No. 1258 日米同盟死守したい安倍首相
投稿日: 2019年7月16日
大阪G20サミットではトランプ大統領と習国家主席が米中貿易戦争の凍結と交渉の再開を表明し、翌日には板門店で韓国の文大統領も同行してトランプ大統領が北朝鮮の金委員長と会談するなど世界情勢は大きく変わりつつある。
5月末、令和初の国賓として来日したトランプ大統領を安倍首相は、ゴルフ、相撲、炉端焼きと歓待し、トランプ大統領自身がツイッターで暴露したように「農産物の関税大幅引き下げ交渉は参院選後まで引き延ばす」という成果をもたらした。

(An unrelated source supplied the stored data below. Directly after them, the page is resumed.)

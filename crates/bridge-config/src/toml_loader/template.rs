/// The default TOML config content with comments.
pub fn default_config_toml() -> &'static str {
    r##"# Wallet bridge configuration
# Schema version 1
# Only override what you want to change -- missing fields use defaults.

[wallet]
# url = "https://app.obsidion.xyz"
# popup_path = "/sign"
# frame_path = "/frame"     # empty string disables the hidden frame
# window_name = "Smart Wallet"

[popup]
# width = 420               # 100-4000
# height = 540              # 100-4000

[timing]
# ping_interval_ms = 100        # 10-10000
# liveness_interval_ms = 100    # 10-10000
# idle_disconnect_ms = 1000     # 0-60000

[routing]
# frame_methods = ["aztec_accounts", "aztec_call"]
# final_methods = ["aztec_requestAccounts", "aztec_sendTransaction", "wallet_watchAssets"]
# default_channel = "popup"

[logging]
# level = "info"
"##
}
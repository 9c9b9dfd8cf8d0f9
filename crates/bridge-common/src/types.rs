use serde::{Deserialize, Serialize};
use std::fmt;

/// One leg of the bridge: a visible popup window or a hidden embedded frame.
#[derive(Debug, Clone, Copy, PartialEq, Eq, Hash, Serialize, Deserialize)]
#[serde(rename_all = "lowercase")]
pub enum ChannelKind {
    Popup,
    Frame,
}

impl fmt::Display for ChannelKind {
    fn fmt(&self, f: &mut fmt::Formatter<'_>) -> fmt::Result {
        match self {
            Self::Popup => write!(f, "popup"),
            Self::Frame => write!(f, "frame"),
        }
    }
}

/// Lifecycle of a single channel.
///
/// `Closed -> Opening -> Handshaking -> Ready -> Closed`. `Ready` is reused
/// across requests until a disconnect returns the channel to `Closed`.
#[derive(Debug, Clone, Copy, PartialEq, Eq, Serialize, Deserialize)]
#[serde(rename_all = "lowercase")]
pub enum ChannelState {
    Closed,
    Opening,
    Handshaking,
    Ready,
}

/// Which channels a disconnect applies to.
#[derive(Debug, Clone, Copy, PartialEq, Eq, Serialize, Deserialize)]
#[serde(rename_all = "lowercase")]
pub enum Scope {
    Popup,
    Frame,
    Both,
}

impl Scope {
    pub fn includes(&self, kind: ChannelKind) -> bool {
        match self {
            Self::Both => true,
            Self::Popup => kind == ChannelKind::Popup,
            Self::Frame => kind == ChannelKind::Frame,
        }
    }

    pub fn kinds(&self) -> &'static [ChannelKind] {
        match self {
            Self::Popup => &[ChannelKind::Popup],
            Self::Frame => &[ChannelKind::Frame],
            Self::Both => &[ChannelKind::Popup, ChannelKind::Frame],
        }
    }
}

impl From<ChannelKind> for Scope {
    fn from(kind: ChannelKind) -> Self {
        match kind {
            ChannelKind::Popup => Self::Popup,
            ChannelKind::Frame => Self::Frame,
        }
    }
}

#[cfg(test)]
mod tests {
    use super::*;

    #[test]
    fn channel_kind_display() {
        assert_eq!(ChannelKind::Popup.to_string(), "popup");
        assert_eq!(ChannelKind::Frame.to_string(), "frame");
    }

    #[test]
    fn channel_kind_serializes_lowercase() {
        let json = serde_json::to_string(&ChannelKind::Frame).unwrap();
        assert_eq!(json, "\"frame\"");
        let kind: ChannelKind = serde_json::from_str("\"popup\"").unwrap();
        assert_eq!(kind, ChannelKind::Popup);
    }

    #[test]
    fn scope_includes() {
        assert!(Scope::Both.includes(ChannelKind::Popup));
        assert!(Scope::Both.includes(ChannelKind::Frame));
        assert!(Scope::Popup.includes(ChannelKind::Popup));
        assert!(!Scope::Popup.includes(ChannelKind::Frame));
        assert!(!Scope::Frame.includes(ChannelKind::Popup));
    }

    #[test]
    fn scope_kinds_match_includes() {
        for scope in [Scope::Popup, Scope::Frame, Scope::Both] {
            for kind in scope.kinds() {
                assert!(scope.includes(*kind));
            }
        }
        assert_eq!(Scope::Both.kinds().len(), 2);
    }

    #[test]
    fn scope_from_kind() {
        assert_eq!(Scope::from(ChannelKind::Popup), Scope::Popup);
        assert_eq!(Scope::from(ChannelKind::Frame), Scope::Frame);
    }
}
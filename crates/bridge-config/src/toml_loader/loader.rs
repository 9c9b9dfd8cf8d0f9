use std::path::Path;

use bridge_common::ConfigError;
use tracing::info;

use super::template::default_config_toml;
use crate::schema::BridgeConfig;

/// Load config from a specific TOML file path.
///
/// Missing fields take their serde defaults. Validation is left to the caller.
pub fn load_from_path(path: &Path) -> Result<BridgeConfig, ConfigError> {
    if !path.exists() {
        return Err(ConfigError::FileNotFound(path.to_path_buf()));
    }

    let content = std::fs::read_to_string(path).map_err(|e| {
        ConfigError::ParseError(format!("failed to read {}: {e}", path.display()))
    })?;

    let config = load_from_str(&content)?;
    info!("loaded config from {}", path.display());
    Ok(config)
}

/// Parse config from TOML text.
pub fn load_from_str(content: &str) -> Result<BridgeConfig, ConfigError> {
    toml::from_str(content)
        .map_err(|e| ConfigError::ParseError(format!("failed to parse TOML: {e}")))
}

/// Write the documented default config to `path`, creating parent directories.
pub fn write_default_config(path: &Path) -> Result<(), ConfigError> {
    if let Some(parent) = path.parent() {
        std::fs::create_dir_all(parent).map_err(|e| {
            ConfigError::ParseError(format!(
                "failed to create config directory {}: {e}",
                parent.display()
            ))
        })?;
    }

    std::fs::write(path, default_config_toml()).map_err(|e| {
        ConfigError::ParseError(format!(
            "failed to write default config to {}: {e}",
            path.display()
        ))
    })?;

    info!("created default config at {}", path.display());
    Ok(())
}
//! TOML config file loading.

mod loader;
mod template;

#[cfg(test)]
mod tests;

pub use loader::{load_from_path, load_from_str, write_default_config};
pub use template::default_config_toml;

また安倍首相はトランプ大統領と横須賀基地に行き、海上自衛隊のいずも型護衛艦「かが」に乗艦した。日米首脳がそろって自衛官と在日米軍人を激励するのは世界に強い同盟関係を誇示するものであり、中国や北朝鮮に対しては威嚇にもあたる行為である。日本が米国から大量にステルス戦闘機F35を購入し、護衛艦は航空母艦となると語り、トランプ大統領にとってはさぞかし実り多い日本訪問だったであろう。

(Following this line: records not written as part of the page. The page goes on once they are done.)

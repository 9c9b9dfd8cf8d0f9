use serde::{Deserialize, Serialize};

/// Handshake, liveness, and idle-disconnect timing.
#[derive(Debug, Clone, Serialize, Deserialize)]
#[serde(default)]
pub struct TimingConfig {
    /// Interval between handshake pings while waiting for the wallet to load.
    pub ping_interval_ms: u64,
    /// Interval between checks for a popup closed by the user.
    pub liveness_interval_ms: u64,
    /// Delay before closing an idle popup after a non-final request settles.
    pub idle_disconnect_ms: u64,
}

impl Default for TimingConfig {
    fn default() -> Self {
        Self {
            ping_interval_ms: 100,
            liveness_interval_ms: 100,
            idle_disconnect_ms: 1000,
        }
    }
}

安倍首相が105機購入すると約束したF35は、今年1月時点で「未解決の欠陥」が966件あると米政府監査院が発表しており、昨年9月に米国で起きた墜落事故の原因も燃料管の不具合だった。しかし日本で4月に起きたF35の墜落事故では機体も見つからないうちに操作を打ち切り、日本政府は墜落原因を故障ではなく操縦士の操作ミスによるものと発表した。F35は1機140億円ともいわれ、1兆円を超す税金を使い米国が欠陥を認める戦闘機を日本は購入する。
米国の2018年の軍事費は約1兆8千億ドルと世界の軍事費の3分の1以上を占め、2位の中国でも2500億ドルである。これほど多額の軍事費を使い、世界のあちこちで爆撃を行っている米国は、気候変動と同じくらい地球にとって大きな脅威だ。そしていくらトランプ大統領が米国に産業を取り戻そうとしても、軍需産業しかない米国は日本のような同盟国に兵器を売りつけるしかない。
その兵器の技術においても、軍事費が米国の10分の1以下のロシアが極超音速ミサイルのような武器を開発しているにもかかわらず米国の先行きは怪しい。エチオピアで起きたボーイング社の飛行機事故では、中国はじめ世界50カ国が同機の運航停止措置をとり、欧州航空安全庁は欧州上空停止措置を決めた。米国の権威は失墜し、今後米国を抜いて世界最大の航空機市場になるとみられる中国は、ボーイングの事故の後、フランスのエアバス社と3兆円を超す契約を交わした。
しかしどんなに米国が斜陽化していようとも、F35、ファーウェイの排除問題、県民が反対しても移設を続ける普天間基地と、安倍首相は日米同盟を死守したいようである。徴用工問題に対抗して韓国への輸出規制を強化するとした安倍首相だが、米国、韓国、北朝鮮の3カ国の首脳の板門店での対面をどのような気持ちで見ていたのだろう。